──────── Provided material

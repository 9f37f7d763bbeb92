use chrono::{NaiveDate, NaiveDateTime};
use once_cell::sync::Lazy;
use serde::{Deserialize, Serialize};

use crate::catalog::{Entity, FieldCatalog, FieldKind, Value};
use crate::chats::{Chat, ChatGroup, Seed};

pub const STATUSES: &[&str] = &["Active", "Pending", "Closed"];

#[derive(Debug, Clone, Copy, PartialEq, Eq, Default, Serialize, Deserialize)]
pub enum Status {
    #[default]
    Active,
    Pending,
    Closed,
}

#[derive(Debug, Clone, PartialEq, Default, Serialize, Deserialize)]
pub struct Person {
    pub id: i64,
    pub name: String,
    pub age: i64,
    pub score: Option<f64>,
    pub status: Status,
    pub joined: NaiveDate,
    pub active: bool,
    pub nickname: Option<String>,
}

static PERSON_FIELDS: Lazy<FieldCatalog<Person>> = Lazy::new(|| {
    FieldCatalog::new()
        .field("id", FieldKind::Int, |p: &Person| p.id.into())
        .field("name", FieldKind::String, |p: &Person| (&p.name).into())
        .field("age", FieldKind::Int, |p: &Person| p.age.into())
        .nullable("score", FieldKind::Float, |p: &Person| p.score.into())
        .field("status", FieldKind::Enum(STATUSES), |p: &Person| {
            Value::Enum(p.status as u32)
        })
        .field("joined", FieldKind::Date, |p: &Person| p.joined.into())
        .field("active", FieldKind::Bool, |p: &Person| p.active.into())
        .nullable("nickname", FieldKind::String, |p: &Person| {
            p.nickname.as_deref().into()
        })
});

impl Entity for Person {
    fn catalog() -> &'static FieldCatalog<Self> {
        &PERSON_FIELDS
    }
}

fn date(y: i32, m: u32, d: u32) -> NaiveDate {
    NaiveDate::from_ymd_opt(y, m, d).expect("valid fixture date")
}

#[allow(clippy::too_many_arguments)]
fn make_person(
    id: i64,
    name: &str,
    age: i64,
    score: Option<f64>,
    status: Status,
    joined: NaiveDate,
    active: bool,
    nickname: Option<&str>,
) -> Person {
    Person {
        id,
        name: name.to_string(),
        age,
        score,
        status,
        joined,
        active,
        nickname: nickname.map(str::to_string),
    }
}

pub fn people() -> Vec<Person> {
    vec![
        make_person(1, "Alice", 25, Some(4.5), Status::Active, date(2020, 1, 10), true, Some("Al")),
        make_person(2, "Bob", 35, None, Status::Pending, date(2021, 6, 1), false, None),
        make_person(3, "Carol", 19, Some(3.0), Status::Pending, date(2019, 3, 15), true, Some("Caz")),
        make_person(4, "Dave", 45, Some(2.0), Status::Closed, date(2022, 11, 30), true, None),
        make_person(5, "Eve", 30, Some(4.5), Status::Active, date(2023, 2, 1), false, Some("Evie")),
        make_person(6, "Frank", 17, Some(5.0), Status::Closed, date(2018, 7, 7), false, None),
    ]
}

/// People numbered 1..=count, named `person-N`, ages cycling through 20..30.
pub fn numbered(count: i64) -> Vec<Person> {
    (1..=count)
        .map(|id| Person {
            id,
            name: format!("person-{id}"),
            age: 20 + id % 10,
            ..Default::default()
        })
        .collect()
}

pub fn named(names: &[&str]) -> Vec<Person> {
    names
        .iter()
        .enumerate()
        .map(|(idx, name)| Person {
            id: idx as i64 + 1,
            name: name.to_string(),
            ..Default::default()
        })
        .collect()
}

fn at(day: u32, hour: u32) -> NaiveDateTime {
    date(2024, 3, day)
        .and_hms_opt(hour, 0, 0)
        .expect("valid fixture time")
}

fn chat(
    id: i64,
    chat_group_id: i64,
    user_id: i64,
    message: &str,
    day: u32,
    is_read: bool,
) -> Chat {
    Chat {
        id,
        chat_group_id,
        user_id,
        message: message.to_string(),
        created_at: at(day, 9),
        updated_at: at(day, 9),
        is_deleted: false,
        is_read,
    }
}

/// Two live groups and one deleted group. Group 1 holds four live chats and
/// one deleted chat; group 2 holds one chat.
pub fn chat_seed() -> Seed {
    let group = |id: i64, shift_id: i64, is_deleted: bool| ChatGroup {
        id,
        shift_id,
        admin_user_id: 1,
        mobile_user_id: 10 + id,
        web_user_id: 20 + id,
        created_at: at(1, 8),
        updated_at: at(1, 8),
        is_deleted,
    };

    let mut deleted = chat(5, 1, 11, "removed", 5, false);
    deleted.is_deleted = true;

    Seed {
        chat_groups: vec![group(1, 100, false), group(2, 200, false), group(3, 300, true)],
        chats: vec![
            chat(1, 1, 11, "shift starts at nine", 1, true),
            chat(2, 1, 1, "running late", 2, true),
            chat(3, 1, 11, "on my way", 3, false),
            chat(4, 1, 1, "see you there", 4, false),
            deleted,
            chat(6, 2, 12, "swap shifts?", 2, false),
        ],
    }
}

────────────────

- [What is being asked]: Look over the entries above and say how many lines contain "FieldCatalog"; give only the number.

- [Response]: 4